» INSTRUCTIONS FOR THE TASK
The stretch from the line with "tickets.retain(|t| t.data.is_active());" through the line with "fn query() ->" in the records below: write it out exactly, and nothing else.
*** AVAILABLE DATA
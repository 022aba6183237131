//! Board queries and status writes

use serde::Serialize;
use serde_json::Value;
use shared::error::{AppError, AppResult, ErrorCode};
use shared::models::{KitchenOrder, TicketStatus};
use shared::util::now_millis;
use std::collections::BTreeMap;
use std::sync::Arc;

use super::transition;
use crate::store::{
    Collection, Direction, DocumentStore, DocumentStoreExt, Query, Record, Snapshot,
    StoreError, Subscription, TenantScope,
};

/// Tickets of one table
#[derive(Debug, Clone, PartialEq, Serialize)]
#[serde(rename_all = "camelCase")]
pub struct TableTickets {
    pub table: String,
    pub tickets: Vec<Record<KitchenOrder>>,
}

#[derive(Clone)]
pub struct KitchenBoard {
    store: Arc<dyn DocumentStore>,
}

impl KitchenBoard {
    pub fn new(store: Arc<dyn DocumentStore>) -> Self {
        Self { store }
    }

    /// Active → prepared
    pub async fn mark_prepared(&self, scope: &TenantScope, id: &str) -> AppResult<KitchenOrder> {
        self.advance(scope, id, TicketStatus::Prepared).await
    }

    /// Prepared → served
    pub async fn mark_served(&self, scope: &TenantScope, id: &str) -> AppResult<KitchenOrder> {
        self.advance(scope, id, TicketStatus::Served).await
    }

    async fn advance(
        &self,
        scope: &TenantScope,
        id: &str,
        target: TicketStatus,
    ) -> AppResult<KitchenOrder> {
        let now = now_millis();
        let ticket_id = id.to_string();
        let written = self
            .store
            .transact(
                scope,
                Collection::Orders,
                id,
                Arc::new(move |current: Option<Value>| {
                    let Some(current) = current else {
                        return Err(AppError::new(ErrorCode::TicketNotFound)
                            .with_detail("id", ticket_id.as_str()));
                    };
                    let mut ticket: KitchenOrder = serde_json::from_value(current)?;
                    ticket.status = Some(transition(ticket.status, target)?);
                    ticket.updated_at = Some(now);
                    Ok(serde_json::to_value(ticket)?)
                }),
            )
            .await
            .map_err(|e| {
                if !matches!(e, StoreError::Rejected(_)) {
                    tracing::error!(tenant = %scope, id, error = %e, "Ticket status write failed");
                }
                AppError::from(e)
            })?;

        let ticket: KitchenOrder = serde_json::from_value(written)?;
        tracing::info!(tenant = %scope, id, table = %ticket.table, status = ?target, "Ticket advanced");
        Ok(ticket)
    }

    /// Active tickets, oldest first
    pub async fn active(&self, scope: &TenantScope) -> AppResult<Vec<Record<KitchenOrder>>> {
        let mut tickets = self.all(scope).await?;
        tickets.retain(|t| t.data.is_active());
        Ok(tickets)
    }

    /// Prepared tickets waiting to be served
    pub async fn ready(&self, scope: &TenantScope) -> AppResult<Vec<Record<KitchenOrder>>> {
        let mut tickets = self.all(scope).await?;
        tickets.retain(|t| t.data.is_ready());
        Ok(tickets)
    }

    async fn all(&self, scope: &TenantScope) -> AppResult<Vec<Record<KitchenOrder>>> {
        Ok(self
            .store
            .list_as(scope, Collection::Orders, &Self::query())
            .await?)
    }

    fn query() -> Query {
        Query::all().order_by("createdAt", Direction::Asc)
    }

    /// All tickets; shape with [`active_snapshot`] or [`ready_snapshot`]
    pub fn subscribe(&self, scope: TenantScope) -> Subscription {
        Subscription::new(self.store.clone(), scope, Collection::Orders, Self::query())
    }
}

/// 缺失的 status 视为进行中
fn status_of(data: &Value) -> Option<&str> {
    data.get("status").and_then(|v| v.as_str())
}

/// Keep tickets whose status is neither prepared nor served
pub fn active_snapshot(mut snapshot: Snapshot) -> Snapshot {
    snapshot
        .docs
        .retain(|d| !matches!(status_of(&d.data), Some("prepared") | Some("served")));
    snapshot
}

/// Keep prepared tickets
pub fn ready_snapshot(mut snapshot: Snapshot) -> Snapshot {
    snapshot.docs.retain(|d| status_of(&d.data) == Some("prepared"));
    snapshot
}

/// Group tickets by table, tables in ascending identifier order
pub fn group_by_table(tickets: Vec<Record<KitchenOrder>>) -> Vec<TableTickets> {
    let mut groups: BTreeMap<String, Vec<Record<KitchenOrder>>> = BTreeMap::new();
    for ticket in tickets {
        groups
            .entry(ticket.data.table.clone())
            .or_default()
            .push(ticket);
    }
    groups
        .into_iter()
        .map(|(table, tickets)| TableTickets { table, tickets })
        .collect()
}
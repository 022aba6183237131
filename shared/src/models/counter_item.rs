//! Counter Item Model

use serde::{Deserialize, Serialize};

fn default_true() -> bool {
    true
}

/// Counter catalog item (柜台商品)
#[derive(Debug, Clone, PartialEq, Serialize, Deserialize)]
#[serde(rename_all = "camelCase")]
pub struct CounterItem {
    pub name: String,
    /// Name in the local language, printed on the coupon when present
    #[serde(default, skip_serializing_if = "Option::is_none")]
    pub name_local: Option<String>,
    pub price: f64,
    /// Short lookup code, unique among available items
    #[serde(default, skip_serializing_if = "Option::is_none")]
    pub code: Option<String>,
    #[serde(default = "default_true")]
    pub availability: bool,
}

/// Create counter item payload
#[derive(Debug, Clone, Serialize, Deserialize)]
#[serde(rename_all = "camelCase")]
pub struct CounterItemCreate {
    pub name: String,
    pub name_local: Option<String>,
    pub price: f64,
    pub code: Option<String>,
}

/// Update counter item payload
#[derive(Debug, Clone, Default, Serialize, Deserialize)]
#[serde(rename_all = "camelCase")]
pub struct CounterItemUpdate {
    pub name: Option<String>,
    pub name_local: Option<String>,
    pub price: Option<f64>,
    pub code: Option<String>,
    pub availability: Option<bool>,
}

#[cfg(test)]
mod tests {
    use super::*;

    #[test]
    fn test_availability_defaults_to_true() {
        let item: CounterItem =
            serde_json::from_str(r#"{"name":"Samosa","price":15}"#).unwrap();
        assert!(item.availability);
        assert!(item.code.is_none());
    }
}
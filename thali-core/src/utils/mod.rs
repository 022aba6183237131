//! 工具模块 - 通用工具函数
//!
//! - [`logger`] - 日志初始化
//! - [`money`] - 金额计算 (rust_decimal)
//! - [`time`] - 业务时区日期
//! - [`validation`] - 输入校验

pub mod logger;
pub mod money;
pub mod time;
pub mod validation;

pub use shared::error::{AppError, AppResult, ErrorCategory, ErrorCode};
******
» ANSWER SPACE
        tickets.retain(|t| t.data.is_active());
        Ok(tickets)
    }

    /// Prepared tickets waiting to be served
    pub async fn ready(&self, scope: &TenantScope) -> AppResult<Vec<Record<KitchenOrder>>> {
        let mut tickets = self.all(scope).await?;
        tickets.retain(|t| t.data.is_ready());
        Ok(tickets)
    }

    async fn all(&self, scope: &TenantScope) -> AppResult<Vec<Record<KitchenOrder>>> {
        Ok(self
            .store
            .list_as(scope, Collection::Orders, &Self::query())
            .await?)
    }

    fn query() -> Query {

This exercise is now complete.